Part I: Foundations of Distributed AI
Chapter 4: Communication Primitives for Distributed Training

All-Gather and Reduce-Scatter: The Primitives Behind ZeRO and FSDP

"I only ever hold one eighth of the weights. Right before the layer runs, I borrow the other seven eighths, do the math, and politely give them back."

A Shard That Believes It Is the Whole Model
Big Picture

All-reduce hides two simpler collectives inside it, and pulling them apart is what lets a model too big for one accelerator train anyway. Reduce-scatter sums one vector across all ranks and then hands each rank only its own slice of the result. All-gather does the reverse: each rank contributes its slice and ends up holding the full concatenation. Run reduce-scatter and then all-gather and you have performed an all-reduce, which is exactly how the ring algorithm of Section 4.4 works. The same two primitives, used on their own rather than back to back, are the engine of sharded data parallelism (ZeRO and FSDP): each rank stores only a shard of the parameters and optimizer state, all-gathers the full weights just in time to compute a layer, and reduce-scatters the gradients afterward so that it keeps only the shard it owns. This section builds both primitives from scratch, verifies the all-reduce identity in running code, and shows why FSDP trades extra communication for a large cut in memory.

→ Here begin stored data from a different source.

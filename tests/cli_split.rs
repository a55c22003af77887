use assert_cmd::Command;
use std::fs;
use tempfile::TempDir;

#[test]
fn command_split_at_first_site() -> anyhow::Result<()> {
    let temp = TempDir::new()?;
    let input = temp.path().join("reads.fq");
    fs::write(&input, "@r1\nAAGATCTT\n+\nIIIIIIII\n")?;

    let mut cmd = Command::cargo_bin("u4c")?;
    let output = cmd
        .arg("split")
        .arg(&input)
        .arg("--enzyme")
        .arg("GATC")
        .output()?;

    let stdout = String::from_utf8(output.stdout)?;
    assert_eq!(stdout, "@r1.0\nAA\n+\nII\n@r1.1\nGATCTT\n+\nIIIIII\n");

    Ok(())
}

#[test]
fn command_split_skip_masks_bait() -> anyhow::Result<()> {
    let temp = TempDir::new()?;
    let input = temp.path().join("reads.fq");
    // sites at 2 and 8; the first lies inside the bait prefix
    fs::write(&input, "@r1\nAAGATCTTGATCAA\n+\nIIIIIIIIIIIIII\n")?;

    let mut cmd = Command::cargo_bin("u4c")?;
    let output = cmd
        .arg("split")
        .arg(&input)
        .arg("--enzyme")
        .arg("GATC")
        .arg("--skip")
        .arg("4")
        .output()?;

    let stdout = String::from_utf8(output.stdout)?;
    assert!(stdout.contains("@r1.0\nAAGATCTT\n"));
    assert!(stdout.contains("@r1.1\nGATCAA\n"));

    Ok(())
}

#[test]
fn command_split_no_site_passes_through() -> anyhow::Result<()> {
    let temp = TempDir::new()?;
    let input = temp.path().join("reads.fq");
    fs::write(&input, "@r1\nACACACAC\n+\nIIIIIIII\n")?;

    let mut cmd = Command::cargo_bin("u4c")?;
    let output = cmd
        .arg("split")
        .arg(&input)
        .arg("--enzyme")
        .arg("GATC")
        .output()?;

    let stdout = String::from_utf8(output.stdout)?;
    assert_eq!(stdout, "@r1\nACACACAC\n+\nIIIIIIII\n");

    Ok(())
}
//! The coroutine contract.
//!
//! A [`Coroutine`] is an explicit state machine standing in for a native generator.
//! Each call to [`Coroutine::next`] resumes it with either a value or an error and
//! reports the next [`Step`]: a [`Yieldable`] to wait on, or the final [`Outcome`].
//!
//! # Examples
//!
//! ```rust
//! use codrive::prelude::*;
//!
//! // Yield one deferred, then return twice what it resolved to.
//! let mut co = once(Deferred::resolved(21), |resumed| {
//!     Ok(Value::from(resumed?.as_i64().unwrap_or(0) * 2))
//! });
//!
//! assert!(co.resume(Value::Undefined).is_yielded());
//! assert_eq!(co.resume(Value::from(21)).unwrap_complete(), Ok(Value::from(42)));
//! ```

use crate::{
    deferred::Outcome,
    error::Error,
    step::Step,
    value::Value,
    yieldable::Yieldable,
};

/// What a coroutine is resumed with: `Ok` through the value channel, `Err` through
/// the error channel.
pub type Resume = Result<Value, Error>;

/// Boxed coroutine, as held by the driver and by [`Yieldable::Coroutine`].
pub type BoxCoroutine = Box<dyn Coroutine>;

/// A suspendable computation resumable with a value or an error.
///
/// Returning `Step::Complete(Err(e))` is how a coroutine raises `e`: the driver
/// fails the whole drive with it. Once a coroutine has completed, the driver never
/// resumes it again.
pub trait Coroutine: Send {
    /// Resume with `input` and run to the next suspension point or to completion.
    fn next(&mut self, input: Resume) -> Step<Yieldable, Outcome>;

    /// Resume through the value channel.
    fn resume(&mut self, value: Value) -> Step<Yieldable, Outcome> {
        self.next(Ok(value))
    }

    /// Resume through the error channel, giving the coroutine a chance to recover.
    fn resume_with_error(&mut self, error: Error) -> Step<Yieldable, Outcome> {
        self.next(Err(error))
    }

    fn boxed(self) -> BoxCoroutine
    where
        Self: Sized + 'static,
    {
        Box::new(self)
    }
}

impl<C> Coroutine for Box<C>
where
    C: Coroutine + ?Sized,
{
    fn next(&mut self, input: Resume) -> Step<Yieldable, Outcome> {
        (**self).next(input)
    }
}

In Section 4.3 we used all-reduce as a single indivisible operation: every worker arrives with a gradient vector, and every worker leaves with the elementwise sum. Section 4.4 then opened the box and showed that the bandwidth-optimal ring algorithm never moves the whole vector to one place; it works in two passes, a reduce phase and a broadcast phase, each touching only $1/K$ of the data per step. Those two phases are not improvised. Each one is a named collective in its own right, useful far beyond all-reduce, and this section gives them their names and their independent uses. The payoff is immediate: once you can reduce-scatter and all-gather separately, you can hold only a fraction of a model on each device and still train it, which is the central trick of memory-efficient large-model training.

1. Two Primitives, and the Identity That Links Them Intermediate

Fix a group of $K$ ranks. Suppose every rank $k$ holds a vector $g_k$ of length $P$, and we want the elementwise sum $s = \sum_{k=1}^{K} g_k$. All-reduce leaves the full vector $s$ on every rank. The two primitives of this section split that goal cleanly in half by deciding who ends up holding what.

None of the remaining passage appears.